What is the ETL process?
Figure 1: The general ETL process
ETL (Export, Transform, Load) is the process by which data is extracted, transformed, and loaded to a target destination. We can compare this series of activities to making a cocktail – first, we prepare the necessary ingredients, then mix them and pour them into the right glass. We could consume all the components individually, e.g., eat the sugar and ice, drink the juice, and then the alcohol, but we would probably get quickly disappointed because the ingredients taste worse consumed separately than mixed together and poured into a nice glass. The same goes for creating a report – processed data gives better results than the original.
We can only process already existing data in one database while uploading data we want to include would be inefficient – just like mixing ingredients in the juice carton we used for making a drink. Suitable tools have been developed for such purposes, where data from multiple sources can be combined and prepared for analysis.
Data acquisition
The first step in the ETL process is acquiring data from multiple sources.

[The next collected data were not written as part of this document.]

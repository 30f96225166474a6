//! Facade crate for the manufacturing catalog features and shared modules.
//! Re-exports domain/kernel primitives and aggregates feature initialization.
//! Keep this crate thin: it composes other crates and implements no business logic.
//!
//! ## Usage
//! - Add `mfg` with the desired feature flags (`catalog` is on by default).
//! - Call [`init`] to build the slice registry; extend it as new slices appear.

pub use mfg_domain as domain;
use mfg_domain::config::CatalogConfig;
use mfg_domain::registry::SliceRegistry;
pub use mfg_kernel as kernel;

/// Feature registry for runtime introspection.
pub mod features {
    #[cfg(feature = "catalog")]
    pub use mfg_catalog as catalog;

    /// Build-time enabled features (by Cargo feature).
    pub const ENABLED: &[&str] = &[
        #[cfg(feature = "catalog")]
        "catalog",
    ];

    #[must_use]
    pub fn is_enabled(name: &str) -> bool {
        ENABLED.contains(&name)
    }
}

/// Initialize all enabled features.
///
/// # Errors
/// Returns an error if any feature initialization fails.
pub fn init(config: &CatalogConfig) -> Result<SliceRegistry, Box<dyn std::error::Error>> {
    let mut registry = SliceRegistry::default();

    #[cfg(feature = "catalog")]
    registry.register(features::catalog::init(config)?);

    #[cfg(not(feature = "catalog"))]
    let _ = config;

    Ok(registry)
}
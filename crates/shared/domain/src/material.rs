use crate::classification::{MaterialGroup, UnitOfMeasure};
use crate::model::Attachment;
use chrono::{DateTime, Utc};
use serde::{Deserialize, Serialize};
use std::ops::{Deref, DerefMut};

/// Lightweight pointer to a material, as embedded in models and options.
#[derive(Debug, Clone, Default, PartialEq, Serialize, Deserialize)]
#[serde(rename_all = "camelCase")]
pub struct MaterialReference {
    pub id: String,
    #[serde(default)]
    pub code: String,
    #[serde(default)]
    pub name: String,
    #[serde(default)]
    pub group: MaterialGroup,
    #[serde(default)]
    pub unit: UnitOfMeasure,
    #[serde(default, skip_serializing_if = "Option::is_none")]
    pub color: Option<String>,
}

impl MaterialReference {
    /// Id-only reference with placeholder display attributes.
    #[must_use]
    pub fn placeholder(id: impl Into<String>, group: MaterialGroup, unit: UnitOfMeasure) -> Self {
        Self { id: id.into(), group, unit, ..Self::default() }
    }

    /// `true` while only the id is known (code and name not yet hydrated).
    #[must_use]
    pub fn is_placeholder(&self) -> bool {
        self.code.is_empty() && self.name.is_empty()
    }
}

#[derive(Debug, Clone, Default, PartialEq, Serialize, Deserialize)]
#[serde(rename_all = "camelCase")]
pub struct MaterialSpecs {
    #[serde(default, skip_serializing_if = "Option::is_none")]
    pub texture: Option<String>,
    #[serde(default, skip_serializing_if = "Option::is_none")]
    pub thickness_mm: Option<f64>,
    #[serde(default, skip_serializing_if = "Option::is_none")]
    pub density: Option<f64>,
    #[serde(default)]
    pub unit_primary: UnitOfMeasure,
    #[serde(default, skip_serializing_if = "Option::is_none")]
    pub unit_secondary: Option<UnitOfMeasure>,
    #[serde(default, skip_serializing_if = "Option::is_none")]
    pub conversion_factor: Option<f64>,
    #[serde(default, skip_serializing_if = "Option::is_none")]
    pub notes: Option<String>,
}

#[derive(Debug, Clone, Default, PartialEq, Serialize, Deserialize)]
#[serde(rename_all = "camelCase")]
pub struct MaterialSupplyInfo {
    #[serde(default, skip_serializing_if = "Option::is_none")]
    pub price: Option<f64>,
    #[serde(default, skip_serializing_if = "Option::is_none")]
    pub currency: Option<String>,
    #[serde(default, skip_serializing_if = "Option::is_none")]
    pub supplier_name: Option<String>,
    #[serde(default, skip_serializing_if = "Option::is_none")]
    pub supplier_code: Option<String>,
    #[serde(default, skip_serializing_if = "Option::is_none")]
    pub lead_time_days: Option<u32>,
    #[serde(default, skip_serializing_if = "Option::is_none")]
    pub min_order_qty: Option<f64>,
    #[serde(default, skip_serializing_if = "Option::is_none")]
    pub order_multiplicity: Option<f64>,
    #[serde(default, skip_serializing_if = "Option::is_none")]
    pub storage_conditions: Option<String>,
    #[serde(default, skip_serializing_if = "Option::is_none")]
    pub warranty_months: Option<u32>,
}

#[derive(Debug, Clone, Default, PartialEq, Serialize, Deserialize)]
#[serde(rename_all = "camelCase")]
pub struct MaterialStockSettings {
    #[serde(default, skip_serializing_if = "Option::is_none")]
    pub safety_stock: Option<f64>,
    #[serde(default, skip_serializing_if = "Option::is_none")]
    pub reorder_point: Option<f64>,
    #[serde(default, skip_serializing_if = "Option::is_none")]
    pub max_stock: Option<f64>,
    #[serde(default, skip_serializing_if = "Option::is_none")]
    pub warehouse_code: Option<String>,
    #[serde(default, skip_serializing_if = "Option::is_none")]
    pub lot_tracked: Option<bool>,
}

/// Editable material payload, as submitted to the API layer.
#[derive(Debug, Clone, Default, PartialEq, Serialize, Deserialize)]
#[serde(rename_all = "camelCase")]
pub struct MaterialDraft {
    pub code: String,
    pub name: String,
    #[serde(default, skip_serializing_if = "Option::is_none")]
    pub name_en: Option<String>,
    #[serde(default)]
    pub group: MaterialGroup,
    #[serde(default, skip_serializing_if = "Option::is_none")]
    pub subgroup: Option<String>,
    #[serde(default, skip_serializing_if = "Option::is_none")]
    pub material_type: Option<String>,
    #[serde(default, skip_serializing_if = "Option::is_none")]
    pub color: Option<String>,
    pub is_active: bool,
    #[serde(default, skip_serializing_if = "Option::is_none")]
    pub is_critical: Option<bool>,
    #[serde(default, skip_serializing_if = "Option::is_none")]
    pub description: Option<String>,
    #[serde(default)]
    pub specs: MaterialSpecs,
    #[serde(default)]
    pub supply: MaterialSupplyInfo,
    #[serde(default)]
    pub stock: MaterialStockSettings,
    #[serde(default, skip_serializing_if = "Vec::is_empty")]
    pub attachments: Vec<Attachment>,
}

/// A persisted material. Ids and timestamps are issued by the persistence layer.
#[derive(Debug, Clone, PartialEq, Serialize, Deserialize)]
#[serde(rename_all = "camelCase")]
pub struct Material {
    pub id: String,
    pub uuid: String,
    #[serde(flatten)]
    pub draft: MaterialDraft,
    pub created_at: DateTime<Utc>,
    pub updated_at: DateTime<Utc>,
}

impl Material {
    /// Reference to this material carrying its display attributes.
    #[must_use]
    pub fn reference(&self) -> MaterialReference {
        MaterialReference {
            id: self.id.clone(),
            code: self.code.clone(),
            name: self.name.clone(),
            group: self.group,
            unit: self.specs.unit_primary,
            color: self.color.clone(),
        }
    }
}

impl Deref for Material {
    type Target = MaterialDraft;

    fn deref(&self) -> &Self::Target {
        &self.draft
    }
}

impl DerefMut for Material {
    fn deref_mut(&mut self) -> &mut MaterialDraft {
        &mut self.draft
    }
}
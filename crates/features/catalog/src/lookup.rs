//! Reference hydration through the lookup collaborator.

use crate::validation::{ValidationReport, Violation, ViolationKind};
use fxhash::FxHashMap;
use mfg_domain::{Material, MaterialReference, ModelDraft, OptionFamily, ReferenceItem};
use tracing::debug;

/// Existence and display attributes for referenced entities.
pub trait ReferenceLookup {
    fn cutting_part(&self, id: &str) -> Option<ReferenceItem>;
    fn material(&self, id: &str) -> Option<MaterialReference>;
}

/// In-memory lookup over known cutting parts and materials.
#[derive(Debug, Clone, Default)]
pub struct ReferenceBook {
    cutting_parts: FxHashMap<String, ReferenceItem>,
    materials: FxHashMap<String, MaterialReference>,
}

impl ReferenceBook {
    pub fn insert_cutting_part(&mut self, item: ReferenceItem) {
        self.cutting_parts.insert(item.id.clone(), item);
    }

    pub fn insert_material(&mut self, material: MaterialReference) {
        self.materials.insert(material.id.clone(), material);
    }
}

impl FromIterator<Material> for ReferenceBook {
    fn from_iter<I: IntoIterator<Item = Material>>(iter: I) -> Self {
        let mut book = Self::default();
        for material in iter {
            book.insert_material(material.reference());
        }
        book
    }
}

impl ReferenceLookup for ReferenceBook {
    fn cutting_part(&self, id: &str) -> Option<ReferenceItem> {
        self.cutting_parts.get(id).cloned()
    }

    fn material(&self, id: &str) -> Option<MaterialReference> {
        self.materials.get(id).cloned()
    }
}

fn dangling(report: &mut ValidationReport, path: String, what: &str, id: &str) {
    report.push(Violation::new(
        ViolationKind::DanglingReference,
        path,
        format!("Unknown {what} '{id}'"),
    ));
}

fn hydrate_material(
    slot: &mut MaterialReference,
    lookup: &impl ReferenceLookup,
    path: String,
    report: &mut ValidationReport,
) {
    if slot.id.trim().is_empty() {
        return;
    }
    match lookup.material(&slot.id) {
        Some(found) => *slot = found,
        None => dangling(report, path, "material", &slot.id),
    }
}

/// Replaces id-only placeholders with the lookup's display attributes.
///
/// Ids the lookup cannot resolve stay as placeholders and are reported as
/// `DanglingReference`. Blank ids are left to the validator.
pub fn hydrate_references(
    draft: &mut ModelDraft,
    lookup: &impl ReferenceLookup,
) -> ValidationReport {
    let mut report = ValidationReport::default();

    for (index, usage) in draft.cutting_parts.iter_mut().enumerate() {
        if !usage.part.id.trim().is_empty() {
            match lookup.cutting_part(&usage.part.id) {
                Some(found) => usage.part = found,
                None => dangling(
                    &mut report,
                    format!("cuttingParts[{index}].part"),
                    "cutting part",
                    &usage.part.id,
                ),
            }
        }
        hydrate_material(
            &mut usage.material,
            lookup,
            format!("cuttingParts[{index}].material"),
            &mut report,
        );
    }

    let sets = OptionFamily::HardwareSet.collection_path();
    for (set_index, set) in draft.super_bom.hardware_sets.iter_mut().enumerate() {
        for (item_index, item) in set.items.iter_mut().enumerate() {
            for (index, material) in item.compatible_materials.iter_mut().enumerate() {
                hydrate_material(
                    material,
                    lookup,
                    format!("{sets}[{set_index}].items[{item_index}].compatibleMaterials[{index}]"),
                    &mut report,
                );
            }
        }
    }

    for (index, sole) in draft.sole_options.iter_mut().enumerate() {
        let path = format!("soleOptions[{index}].material");
        hydrate_material(&mut sole.material, lookup, path, &mut report);
    }

    debug!(article = %draft.article, dangling = report.errors().count(), "References hydrated");
    report
}
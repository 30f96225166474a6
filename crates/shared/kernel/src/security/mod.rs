pub mod scope;
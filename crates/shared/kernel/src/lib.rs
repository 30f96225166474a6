//! Kernel utilities shared across slices.
//! Keep this crate lightweight: ID helpers, config loading and id scoping.
//!
//! ## ID generation
//! Use `safe_nanoid!` for URL-safe, unambiguous IDs:
//! ```rust
//! # use mfg_kernel::safe_nanoid;
//! let id = safe_nanoid!();
//! assert_eq!(id.len(), 12);
//! ```
//!
//! ## Config loading
//! ```rust,ignore
//! use mfg_kernel::config::load_config;
//! let cfg: mfg_kernel::domain::CatalogConfig = load_config(Some("catalog")).unwrap();
//! ```
pub mod config;
pub mod security;

// Alphabet excludes visually ambiguous characters (I, O, l, 0, 1).
pub const SAFE_ALPHABET: &[char; 55] = &[
    '2', '3', '4', '5', '6', '7', '8', '9', 'A', 'B', 'C', 'D', 'E', 'F', 'G', 'H', 'J', 'K', 'L',
    'M', 'N', 'P', 'Q', 'R', 'S', 'T', 'U', 'V', 'W', 'X', 'Y', 'Z', 'a', 'b', 'c', 'd', 'e', 'f',
    'g', 'h', 'j', 'k', 'm', 'n', 'p', 'q', 'r', 's', 't', 'u', 'v', 'w', 'x', 'y', 'z',
];

pub use mfg_domain as domain;
pub use nanoid::nanoid;

/// Generates an unambiguous `NanoID` (no visually confusing characters).
#[macro_export]
macro_rules! safe_nanoid {
    () => {
        $crate::nanoid!(12, $crate::SAFE_ALPHABET)
    };
    ($size:expr) => {
        $crate::nanoid!($size, $crate::SAFE_ALPHABET)
    };
}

It’s common for crucial data to be placed in various locations and held there in an incomprehensible form. For example, instead of a name, a product is identified by a string of characters, such as KDP03545989. When extracting data from the databases, we sometimes come across fields that are not relevant to us, such as the number of a machine producing the item.

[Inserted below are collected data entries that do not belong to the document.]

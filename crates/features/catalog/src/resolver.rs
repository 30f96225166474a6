//! # Variant Resolution
//!
//! Turns a variant specification into the effective configuration of a model: one
//! entry per SUPER-BOM family, plus the cutting parts and hardware items that apply.
//!
//! For each family an explicit id wins when it names an active entry of the same model.
//! Otherwise the family falls back to its active default, and an explicit id that could
//! not be honored is recorded as an [`Advisory`]. Resolution is a pure read.

use crate::error::CatalogError;
use mfg_domain::model::{default_entry, find_entry};
use mfg_domain::{
    CuttingPartUsage, FamilySet, HardwareItemOption, HardwareSet, InsoleOption, Model,
    ModelVariant, ModelVariantSpecification, OptionEntry, OptionFamily, PerforationOption,
    SoleOption,
};
use mfg_kernel::security::scope::{ScopedId, ScopedIdError};
use serde::Serialize;
use std::fmt;
use tracing::warn;

/// Non-blocking findings of a resolution.
#[derive(Debug, Clone, PartialEq, Eq, Serialize)]
#[serde(tag = "kind", rename_all = "camelCase")]
pub enum Advisory {
    /// The id names no active entry of the model's current SUPER-BOM.
    UnresolvedVariantOption { family: OptionFamily, id: String },
    /// The id is scoped to another model.
    ForeignReference { family: OptionFamily, id: String },
}

impl fmt::Display for Advisory {
    fn fmt(&self, f: &mut fmt::Formatter<'_>) -> fmt::Result {
        match self {
            Self::UnresolvedVariantOption { family, id } => {
                write!(f, "{family} option '{id}' is missing or inactive; default used")
            },
            Self::ForeignReference { family, id } => {
                write!(f, "{family} option '{id}' belongs to another model; default used")
            },
        }
    }
}

/// What a variant actually consists of.
#[derive(Debug, Clone, PartialEq, Serialize)]
#[serde(rename_all = "camelCase")]
pub struct EffectiveConfiguration<'a> {
    pub perforation: Option<&'a PerforationOption>,
    pub insole: Option<&'a InsoleOption>,
    pub hardware_set: Option<&'a HardwareSet>,
    pub sole: Option<&'a SoleOption>,
    /// The variant override when non-empty, otherwise the model's list.
    pub cutting_parts: &'a [CuttingPartUsage],
    /// `customizedHardware` when non-empty, otherwise the chosen set's items.
    pub hardware_items: &'a [HardwareItemOption],
    /// Model-level material cost baseline.
    pub material_cost: Option<f64>,
    #[serde(skip)]
    pub resolved: FamilySet,
    pub advisories: Vec<Advisory>,
}

impl EffectiveConfiguration<'_> {
    #[must_use]
    pub const fn is_resolved(&self, family: OptionFamily) -> bool {
        self.resolved.contains(family.flag())
    }

    /// Families left without an entry: nothing selected and no active default.
    pub fn unresolved(&self) -> impl Iterator<Item = OptionFamily> {
        self.resolved.missing()
    }

    /// Id of the entry chosen for `family`.
    #[must_use]
    pub fn option_id(&self, family: OptionFamily) -> Option<&str> {
        match family {
            OptionFamily::Perforation => self.perforation.map(OptionEntry::id),
            OptionFamily::Insole => self.insole.map(OptionEntry::id),
            OptionFamily::HardwareSet => self.hardware_set.map(OptionEntry::id),
            OptionFamily::Sole => self.sole.map(OptionEntry::id),
        }
    }
}

struct Resolution<'a> {
    model_id: &'a str,
    resolved: FamilySet,
    advisories: Vec<Advisory>,
}

impl<'a> Resolution<'a> {
    fn pick<T: OptionEntry>(
        &mut self,
        entries: &'a [T],
        requested: Option<&str>,
        default: Option<&'a T>,
    ) -> Option<&'a T> {
        let explicit = requested.and_then(|raw| self.explicit(entries, raw));
        let chosen = explicit.or_else(|| default.filter(|entry| entry.is_active()));
        if chosen.is_some() {
            self.resolved |= T::FAMILY.flag();
        }
        chosen
    }

    fn explicit<T: OptionEntry>(&mut self, entries: &'a [T], raw: &str) -> Option<&'a T> {
        let family = T::FAMILY;
        let known = |id: &str| find_entry(entries, id).is_some();
        let advisory = match ScopedId::verify_known(raw, self.model_id, known) {
            Ok(local) => match find_entry(entries, local).filter(|entry| entry.is_active()) {
                Some(entry) => return Some(entry),
                None => Advisory::UnresolvedVariantOption { family, id: raw.to_owned() },
            },
            Err(ScopedIdError::Foreign { .. }) => {
                Advisory::ForeignReference { family, id: raw.to_owned() }
            },
            Err(ScopedIdError::Malformed { .. }) => {
                Advisory::UnresolvedVariantOption { family, id: raw.to_owned() }
            },
        };
        warn!(model = %self.model_id, %advisory, "Variant option fell back to default");
        self.advisories.push(advisory);
        None
    }
}

/// Resolves `spec` against `model`. Never fails; see [`EffectiveConfiguration::advisories`].
#[must_use]
pub fn resolve<'a>(
    model: &'a Model,
    spec: &'a ModelVariantSpecification,
) -> EffectiveConfiguration<'a> {
    let bom = &model.super_bom;
    let mut resolution =
        Resolution { model_id: &model.id, resolved: FamilySet::empty(), advisories: Vec::new() };

    let perforation = resolution.pick(
        &bom.perforation_options,
        spec.option_id(OptionFamily::Perforation),
        default_entry(&bom.perforation_options),
    );
    let insole = resolution.pick(
        &bom.insole_options,
        spec.option_id(OptionFamily::Insole),
        default_entry(&bom.insole_options),
    );
    let hardware_set = resolution.pick(
        &bom.hardware_sets,
        spec.option_id(OptionFamily::HardwareSet),
        default_entry(&bom.hardware_sets),
    );
    let sole = resolution.pick(
        &model.sole_options,
        spec.option_id(OptionFamily::Sole),
        model.default_sole(),
    );

    let cutting_parts = if spec.customized_cutting_parts.is_empty() {
        model.cutting_parts.as_slice()
    } else {
        spec.customized_cutting_parts.as_slice()
    };
    let hardware_items = if spec.customized_hardware.is_empty() {
        hardware_set.map_or(&[][..], |set| set.items.as_slice())
    } else {
        spec.customized_hardware.as_slice()
    };

    EffectiveConfiguration {
        perforation,
        insole,
        hardware_set,
        sole,
        cutting_parts,
        hardware_items,
        material_cost: model.material_cost,
        resolved: resolution.resolved,
        advisories: resolution.advisories,
    }
}

/// Resolves a stored variant, refusing one that belongs to another model.
///
/// # Errors
/// [`CatalogError::ForeignVariant`] when `variant.model_id` is not `model.id`.
pub fn resolve_variant<'a>(
    model: &'a Model,
    variant: &'a ModelVariant,
) -> Result<EffectiveConfiguration<'a>, CatalogError> {
    if variant.model_id != model.id {
        return Err(CatalogError::ForeignVariant {
            expected: model.id.clone(),
            found: variant.model_id.clone(),
            context: Some(format!("Resolving variant '{}'", variant.id).into()),
        });
    }
    Ok(resolve(model, &variant.specification))
}
use crate::constants::{HARDWARE_SET_PREFIX, INSOLE_PREFIX, PERFORATION_PREFIX, SOLE_PREFIX};
use bitflags::bitflags;
use serde::{Deserialize, Serialize};
use std::fmt;

/// One selectable SUPER-BOM family. A variant picks at most one entry per family.
#[derive(Debug, Clone, Copy, PartialEq, Eq, Hash, Serialize, Deserialize)]
#[serde(rename_all = "camelCase")]
pub enum OptionFamily {
    Perforation,
    Insole,
    HardwareSet,
    Sole,
}

impl OptionFamily {
    pub const ALL: [Self; 4] = [Self::Perforation, Self::Insole, Self::HardwareSet, Self::Sole];

    /// Field path of the family's collection in the draft/entity shape.
    #[must_use]
    pub const fn collection_path(self) -> &'static str {
        match self {
            Self::Perforation => "superBom.perforationOptions",
            Self::Insole => "superBom.insoleOptions",
            Self::HardwareSet => "superBom.hardwareSets",
            Self::Sole => "soleOptions",
        }
    }

    /// Field name of the family's reference in a variant specification.
    #[must_use]
    pub const fn specification_field(self) -> &'static str {
        match self {
            Self::Perforation => "perforationOptionId",
            Self::Insole => "insoleOptionId",
            Self::HardwareSet => "hardwareSetId",
            Self::Sole => "soleOptionId",
        }
    }

    #[must_use]
    pub const fn id_prefix(self) -> &'static str {
        match self {
            Self::Perforation => PERFORATION_PREFIX,
            Self::Insole => INSOLE_PREFIX,
            Self::HardwareSet => HARDWARE_SET_PREFIX,
            Self::Sole => SOLE_PREFIX,
        }
    }

    #[must_use]
    pub const fn flag(self) -> FamilySet {
        match self {
            Self::Perforation => FamilySet::PERFORATION,
            Self::Insole => FamilySet::INSOLE,
            Self::HardwareSet => FamilySet::HARDWARE,
            Self::Sole => FamilySet::SOLE,
        }
    }
}

impl fmt::Display for OptionFamily {
    fn fmt(&self, f: &mut fmt::Formatter<'_>) -> fmt::Result {
        f.write_str(match self {
            Self::Perforation => "perforation",
            Self::Insole => "insole",
            Self::HardwareSet => "hardware set",
            Self::Sole => "sole",
        })
    }
}

bitflags! {
    /// A set of option families, e.g. the families a variant resolved.
    #[derive(Debug, Clone, Copy, PartialEq, Eq, Hash, Serialize, Deserialize)]
    pub struct FamilySet: u8 {
        const PERFORATION = 1 << 0;
        const INSOLE = 1 << 1;
        const HARDWARE = 1 << 2;
        const SOLE = 1 << 3;

        const ALL = Self::PERFORATION.bits()
            | Self::INSOLE.bits()
            | Self::HARDWARE.bits()
            | Self::SOLE.bits();
    }
}

impl FamilySet {
    /// Families of `Self::ALL` missing from this set.
    #[must_use]
    pub fn missing(self) -> impl Iterator<Item = OptionFamily> {
        OptionFamily::ALL.into_iter().filter(move |family| !self.contains(family.flag()))
    }
}

impl From<OptionFamily> for FamilySet {
    fn from(family: OptionFamily) -> Self {
        family.flag()
    }
}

In order to obtain only the information that is significant to us, we can use views that indicate from which place in the database the data should be extracted and what transformations are performed on it. Data can also come from various sources, such as CSV files, Excel, or other systems. After selection, we bring the necessary data into the system, where we perform the transformation.
Transformation
At this step, we combine data, clean, filter, format, and convert according to business requirements. Such transformations are often performed in a data warehouse or tool for data preparation. A table is created as a foundation for further analysis at this stage.
Data loading
The final step is to upload the prepared data to a target location, such as a last database, a suitable place in a data warehouse, or an analytical tool. The data for analysis will be extracted from the destination where we uploaded it after the transformation.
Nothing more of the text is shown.